Certain sequence motifs within nucleic acids have the ability to adopt distinct secondary structural topologies, such as guanine (G) quadruplexes.1 In vivo, G-quadruplexes can act as structured regulatory elements that have the ability to regulate biological processes at the DNA and RNA levels through interaction with intracellular factors.2–4 The quad-ruplex-forming capability of regions across the human genome has been experimentally demonstrated by immunofluorescence studies relying on a G-quadruplex binding antibody, supporting the biological relevance of these structures.5 The prevailing, sequencing-informed estimate places the number of G-quadruplexes within the human genome at >700,000.6 The breadth of potential quadruplex-forming sequences (QFS) across DNA alone highlights the monumental challenge of identifying the functions of individual G-quadruplexes within the cell.
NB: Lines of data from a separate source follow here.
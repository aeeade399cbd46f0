//! Setup wizard orchestration
//!
//! Guards the output directory, then walks the operator through checking
//! the token, choosing a passphrase and writing the update data.

use crate::config::{paths::SealerPaths, settings::Settings};
use crate::crypto::SecureString;
use crate::error::SealerResult;
use crate::remote::Reachability;
use crate::services::SealedArtifacts;
use crate::storage::{inspect_output_dir, DirectoryState};

use super::prompt::Prompt;
use super::session::Session;

/// How a wizard run ended
#[derive(Debug, PartialEq, Eq)]
pub enum WizardOutcome {
    /// All three artifacts were written
    Sealed(SealedArtifacts),
    /// The output directory was already populated; nothing was done
    AlreadySealed,
    /// The operator gave up before sealing
    Cancelled,
}

/// The interactive sealing wizard
pub struct SetupWizard {
    paths: SealerPaths,
    settings: Settings,
}

impl SetupWizard {
    /// Create a new setup wizard
    pub fn new(paths: SealerPaths, settings: Settings) -> Self {
        Self { paths, settings }
    }

    /// Run the interactive wizard
    ///
    /// A guard failure ends the run with an error. Check failures and
    /// storage failures are reported and may be retried.
    pub fn run<R, P>(&self, probe: R, prompt: &mut P) -> SealerResult<WizardOutcome>
    where
        R: Reachability,
        P: Prompt,
    {
        let output_dir = self.paths.update_data_dir();

        match inspect_output_dir(&output_dir)? {
            DirectoryState::AlreadySealed => {
                eprintln!(
                    "Warning: {} already contains all update data. Nothing to do.",
                    output_dir.display()
                );
                return Ok(WizardOutcome::AlreadySealed);
            }
            DirectoryState::Created => {
                println!("Created output directory {}", output_dir.display());
            }
            DirectoryState::Ready { entries } if entries > 0 => {
                println!(
                    "Note: {} holds {} file(s); existing artifacts will be replaced.",
                    output_dir.display(),
                    entries
                );
            }
            DirectoryState::Ready { .. } => {}
        }

        println!();
        println!("===========================================");
        println!("  Update Data Setup");
        println!("===========================================");
        println!();

        let mut session = Session::new(probe, output_dir, self.settings.version_marker.clone());

        // Step 1: token, checked against the remote folder
        println!("Step 1: API token");
        loop {
            session.set_token(prompt.secret("Cloud storage API token: ")?);
            match session.check_token() {
                Ok(()) => {
                    println!("Connection established. The token can reach the game folder.");
                    break;
                }
                Err(e) => {
                    eprintln!("{}", e);
                    if !prompt.confirm("Try again?")? {
                        println!("Setup cancelled.");
                        return Ok(WizardOutcome::Cancelled);
                    }
                }
            }
        }

        // Step 2: passphrase
        println!();
        println!("Step 2: Encryption passphrase");
        let passphrase = prompt_passphrase(prompt)?;

        // Step 3: write the artifacts
        println!();
        loop {
            match session.create_data(&passphrase) {
                Ok(artifacts) => {
                    println!("Update data created:");
                    for path in artifacts.paths() {
                        println!("  {}", path.display());
                    }
                    return Ok(WizardOutcome::Sealed(artifacts));
                }
                Err(e) if e.is_storage() => {
                    eprintln!("{}", e);
                    if !prompt.confirm("Retry writing the update data?")? {
                        return Err(e);
                    }
                }
                Err(e) => return Err(e),
            }
        }
    }
}

/// Prompt for a non-empty passphrase with confirmation
fn prompt_passphrase<P: Prompt>(prompt: &mut P) -> SealerResult<SecureString> {
    loop {
        let first = prompt.secret("Passphrase: ")?;

        if first.is_blank() {
            eprintln!("A passphrase is required. Please try again.");
            continue;
        }

        let second = prompt.secret("Confirm passphrase: ")?;

        if first != second {
            eprintln!("Passphrases do not match. Please try again.");
            continue;
        }

        return Ok(first);
    }
}
//! Secure memory handling for operator secrets
//!
//! Tokens and passphrases live in a [`SecureString`] for the duration of a
//! session; the buffer is zeroed on drop and never printed.

use std::fmt;
use std::ops::Deref;

use zeroize::Zeroize;

/// A string type that zeros its contents on drop
pub struct SecureString {
    inner: String,
}

impl SecureString {
    /// Create a new SecureString
    pub fn new(s: impl Into<String>) -> Self {
        Self { inner: s.into() }
    }

    /// Create a SecureString from operator input, dropping surrounding whitespace
    pub fn trimmed(s: impl Into<String>) -> Self {
        let mut raw = s.into();
        let inner = raw.trim().to_string();
        raw.zeroize();
        Self { inner }
    }

    /// Get the string contents
    pub fn as_str(&self) -> &str {
        &self.inner
    }

    /// Get the length
    pub fn len(&self) -> usize {
        self.inner.len()
    }

    /// Check if empty
    pub fn is_empty(&self) -> bool {
        self.inner.is_empty()
    }

    /// Check if empty or whitespace only
    pub fn is_blank(&self) -> bool {
        self.inner.trim().is_empty()
    }
}

impl Drop for SecureString {
    fn drop(&mut self) {
        self.inner.zeroize();
    }
}

impl Deref for SecureString {
    type Target = str;

    fn deref(&self) -> &Self::Target {
        &self.inner
    }
}

impl AsRef<str> for SecureString {
    fn as_ref(&self) -> &str {
        &self.inner
    }
}

impl PartialEq for SecureString {
    fn eq(&self, other: &Self) -> bool {
        self.inner == other.inner
    }
}

impl From<String> for SecureString {
    fn from(s: String) -> Self {
        Self::new(s)
    }
}

impl From<&str> for SecureString {
    fn from(s: &str) -> Self {
        Self::new(s)
    }
}

// Don't print the contents in Debug output
impl fmt::Debug for SecureString {
    fn fmt(&self, f: &mut fmt::Formatter<'_>) -> fmt::Result {
        f.debug_struct("SecureString")
            .field("len", &self.inner.len())
            .finish()
    }
}

// Don't print the contents in Display output
impl fmt::Display for SecureString {
    fn fmt(&self, f: &mut fmt::Formatter<'_>) -> fmt::Result {
        write!(f, "[REDACTED {} bytes]", self.inner.len())
    }
}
G-quadruplexes are formed from the mutual interaction of four sets of G-tracts via Hoogsteen H-bonding to form a series of stacked, planar G-tetrads. In an intramolecular G-quadruplex, the nucleotides separating the G-tracts become loops, which are external to the stacked G-tetrads that form the core of the structure. The canonical intramolecular G-quadruplex motif was originally defined as G2–4N1–7G2–4N1–7G2–4N1–7G2–4.7,8 This formula was designed to identify motifs having features that are most likely to support in vivo quadruplex folding. For example, short loops confer the quadruplex with greater structural stability than longer loops.9,10 However, in recent years, the quadruplex motif definition has been expanded to include a variety of noncanonical sequences. For example, certain motifs having the backbone G-tracts broken up by one or more bulge nucleotides are able to support G-quadruplex folding. It has also become clear that the loops separating the G-tracts need not be limited to only seven nucleotides in length. A striking example of a long-looped quadruplex was identified within the human telomerase reverse transcriptase (hTERT) core promoter. This region of the gene promoter contains 12 individual G-tracts that can fold into a pair of tandem G-quadruplexes, including one with a 26 nt loop that forms its own internal hairpin, conferring enhanced stability to the structure.12 More recent work has shown that long-looped G-quadruplexes may represent a significant portion of the intracellular quadruplex population. Specifically, potential QFSs with very long (up to 90 nt) central loops and single nucleotide flanking loops have been identified within the 5′ UTRs of human mRNAs.13 Further, the most updated high-throughput search for potential QFSs in the human genome, which accounts for structures having bulges and long loops, suggests that unconventional G-quadruplexes are much more prevalent than previously thought.6 This broader diversity in G-quadruplex sequence and structure enhances the possibility for developing synthetic ligands that can target and regulate specific quadruplexes within the cell.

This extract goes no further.